Jeanne Leblanc a réalisé ce film avec un micro budget de 90 000 dollars, dont une bourse de 50 000 dollars du Conseil des arts et des lettres du Québec. Heureusement, elle a eu beaucoup d’aide sous forme de services et de généreuses réductions de prix, sans compter les copains qui sont venus cuisiner pour nourrir l’équipe sur le plateau.
On dit que ce financement minceur donne au film son aspect dépouillé. «Je ne plaiderai certainement pas pour des films sous-financés, dit la réalisatrice. Mais dans ce contexte très précis d’un film d’inspiration très personnelle, il est vrai que le fait de ne pas avoir de moyens m’a obligée à revenir à l’essence du film, à l’intime.»
Question de méthode
Pour celle qui enseigne l’assistance à la réalisation aux étudiants de l’UQAM, cette question de la méthode est très importante. «Le “comment on va le faire” a un impact profond sur le film final», dit-elle.
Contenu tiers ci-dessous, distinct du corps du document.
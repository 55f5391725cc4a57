//! JWT claims carried by Haven access and refresh tokens.

use chrono::{DateTime, Utc};
use haven_core::{HavenError, HavenResult, UserId, UserRole};
use serde::{Deserialize, Serialize};
use uuid::Uuid;

/// Claims embedded in every token issued by [`crate::TokenProvider`].
#[derive(Debug, Clone, PartialEq, Eq, Serialize, Deserialize)]
pub struct Claims {
    /// Subject: the user id.
    pub sub: String,
    pub username: String,
    pub email: String,
    pub role: UserRole,
    pub token_type: TokenType,
    pub iat: i64,
    pub exp: i64,
    pub nbf: i64,
    pub iss: String,
    pub aud: String,
    /// Unique token id.
    pub jti: String,
}

/// Identity fields copied into a fresh set of claims.
#[derive(Debug, Clone, Copy)]
pub struct TokenSubject<'a> {
    pub user_id: UserId,
    pub username: &'a str,
    pub email: &'a str,
    pub role: UserRole,
}

impl Claims {
    /// Builds claims of the given type expiring at `expires_at`.
    #[must_use]
    pub fn issue(
        subject: TokenSubject<'_>,
        token_type: TokenType,
        issuer: &str,
        audience: &str,
        expires_at: DateTime<Utc>,
    ) -> Self {
        let now = Utc::now().timestamp();
        Self {
            sub: subject.user_id.to_string(),
            username: subject.username.to_string(),
            email: subject.email.to_string(),
            role: subject.role,
            token_type,
            iat: now,
            exp: expires_at.timestamp(),
            nbf: now,
            iss: issuer.to_string(),
            aud: audience.to_string(),
            jti: Uuid::now_v7().to_string(),
        }
    }

    /// Parses the subject back into a [`UserId`].
    pub fn user_id(&self) -> HavenResult<UserId> {
        UserId::parse(&self.sub)
            .map_err(|_| HavenError::InvalidToken("token subject is not a user id".to_string()))
    }

    #[must_use]
    pub fn is_expired(&self) -> bool {
        Utc::now().timestamp() > self.exp
    }

    #[must_use]
    pub fn expires_at(&self) -> DateTime<Utc> {
        DateTime::from_timestamp(self.exp, 0).unwrap_or_else(Utc::now)
    }

    /// Checks if the token's role is at least `required`.
    #[must_use]
    pub const fn has_role(&self, required: UserRole) -> bool {
        self.role.has_permission(required)
    }

    #[must_use]
    pub const fn is_access_token(&self) -> bool {
        matches!(self.token_type, TokenType::Access)
    }

    #[must_use]
    pub const fn is_refresh_token(&self) -> bool {
        matches!(self.token_type, TokenType::Refresh)
    }
}

/// Token type enumeration.
#[derive(Debug, Clone, Copy, PartialEq, Eq, Serialize, Deserialize)]
#[serde(rename_all = "snake_case")]
pub enum TokenType {
    /// Short-lived, sent with API requests.
    Access,
    /// Long-lived, exchanged for a new pair.
    Refresh,
}

impl std::fmt::Display for TokenType {
    fn fmt(&self, f: &mut std::fmt::Formatter<'_>) -> std::fmt::Result {
        match self {
            Self::Access => f.write_str("access"),
            Self::Refresh => f.write_str("refresh"),
        }
    }
}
La diplômée du bac en cinéma jongle d’ailleurs avec l’idée de faire une maîtrise sur ce sujet, et se dit qu’elle pourrait très bien partir du cas d’Isla Blanca. «Devant chaque film, on devrait se questionner en profondeur sur tous ses éléments – taille de l’équipe, nombre de jours de tournage, façon d’aborder les répétitions avec les acteurs, etc. – selon le style du film et sa matière première, de façon à s’immerger dans son univers, de manière non conventionnelle et beaucoup plus organique, pour voir comment cela va influencer le matériel filmique.»
Pour elle, la préparation des acteurs est une étape fondamentale. «C’est le nerf de la guerre, dit-elle. Ça se fait par couches successives. On fait la lecture du texte ensemble, on invente un passé au personnage, on se demande ce qu’il écoute comme musique… C’est un travail qui prend du temps.» Un travail que la réalisatrice a mené aussi bien avec Charlotte Aubin, qui interprète le personnage de Mathilde, qu’avec les autres comédiens: Théodore Pellerin qui tient le rôle du frère cadet, Judith Baribeau, celui de la mère, et Luc Picard, qui incarne le père.
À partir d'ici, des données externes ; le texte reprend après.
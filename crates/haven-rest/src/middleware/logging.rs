//! Request logging middleware.

use axum::{
    body::Body,
    http::{HeaderName, HeaderValue, Request},
    middleware::Next,
    response::Response,
};
use std::time::Instant;
use tracing::{info, info_span, Instrument};
use uuid::Uuid;

pub const REQUEST_ID_HEADER: HeaderName = HeaderName::from_static("x-request-id");

/// Logs method, uri, status and duration of every request under a request id.
///
/// The id is taken from `x-request-id` when the client sent one and echoed
/// back on the response.
pub async fn logging_middleware(request: Request<Body>, next: Next) -> Response {
    let method = request.method().clone();
    let uri = request.uri().clone();
    let request_id = request
        .headers()
        .get(&REQUEST_ID_HEADER)
        .and_then(|v| v.to_str().ok())
        .map_or_else(|| Uuid::new_v4().to_string(), ToString::to_string);
    let start = Instant::now();

    let span = info_span!("request", id = %request_id);
    let mut response = next.run(request).instrument(span).await;

    info!(
        target: "http",
        request_id = %request_id,
        method = %method,
        uri = %uri,
        status = response.status().as_u16(),
        duration_ms = start.elapsed().as_millis() as u64,
        "HTTP request completed"
    );

    if let Ok(value) = HeaderValue::from_str(&request_id) {
        response.headers_mut().insert(REQUEST_ID_HEADER, value);
    }
    response
}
Un autre film en préparation
En plus de mener ses propres projets, Jeanne Leblanc a travaillé comme assistante-réalisatrice sur plusieurs films, dont Corbo (2014), Laurence Anyways (2012), Café de Flore (2011) et La neuvaine (2005). Elle a déjà un autre film en préparation, Les nôtres, qu’elle tournera l’été prochain, et un nouveau scénario sur la planche à dessin. «Les nôtres est un suspense dramatique qui flirte un peu plus avec le cinéma de genre», dit-elle. Ce film a été plus facile à financer, «probablement parce que ce type de cinéma fait moins peur que les films très intimistes». Mais c’est aussi, croit-elle, parce que les institutions ont vu ce dont elle était capable avec Isla Blanca.
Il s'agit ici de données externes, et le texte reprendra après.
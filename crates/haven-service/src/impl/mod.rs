//! Service implementations.
//!
//! Each component here implements a trait from the crate root (e.g.
//! `user_service.rs`) and receives its collaborators through Shaku.

mod auth_service_impl;
mod cache_admin_service_impl;
mod favorite_service_impl;
mod property_service_impl;
mod user_service_impl;

#[cfg(test)]
pub(crate) mod test_support;

pub use auth_service_impl::{AuthServiceComponent, AuthServiceComponentParameters};
pub use cache_admin_service_impl::{CacheAdminServiceComponent, CacheAdminServiceComponentParameters};
pub use favorite_service_impl::{FavoriteServiceComponent, FavoriteServiceComponentParameters};
pub use property_service_impl::{PropertyServiceComponent, PropertyServiceComponentParameters};
pub use user_service_impl::{UserServiceComponent, UserServiceComponentParameters};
Dans l’une des entrevues qu’elle a accordées aux médias, Jeanne Leblanc a déclaré qu’elle ne refera pas un film aussi autobiographique. «Je ne crois pas que ma vie soit assez intéressante pour en faire un autre film!», dit-elle en riant. «Sérieusement, je pense qu’une première œuvre part toujours de soi. Il faut vider son sac pour pouvoir ensuite le remplir d’autre chose. Alors voilà. Je n’échapperai pas à ce lieu commun.»
Isla Blanca était présenté en primeur aux Rendez-vous Québec Cinéma, le 23 février dernier. Produit par la maison de production Art & Essai, qui était aussi derrière Ceux qui font les révolutions à moitié n’ont fait que se creuser un tombeau, de Mathieu Denis et Simon Lavoie (B.A. communication, 2002), le film prend l’affiche à Montréal le vendredi 2 mars au cinéma Quartier Latin.
«Les étudiants iront le voir la semaine prochaine et pourront me poser toutes leurs questions, dit Jeanne Leblanc. Pourquoi j’ai choisi tel plan? Comment j’ai fait telle chose? Avec les cinéastes invités, ils sont souvent un peu gênés. Avec moi, vu qu’ils me connaissent bien, ce sera plus facile.»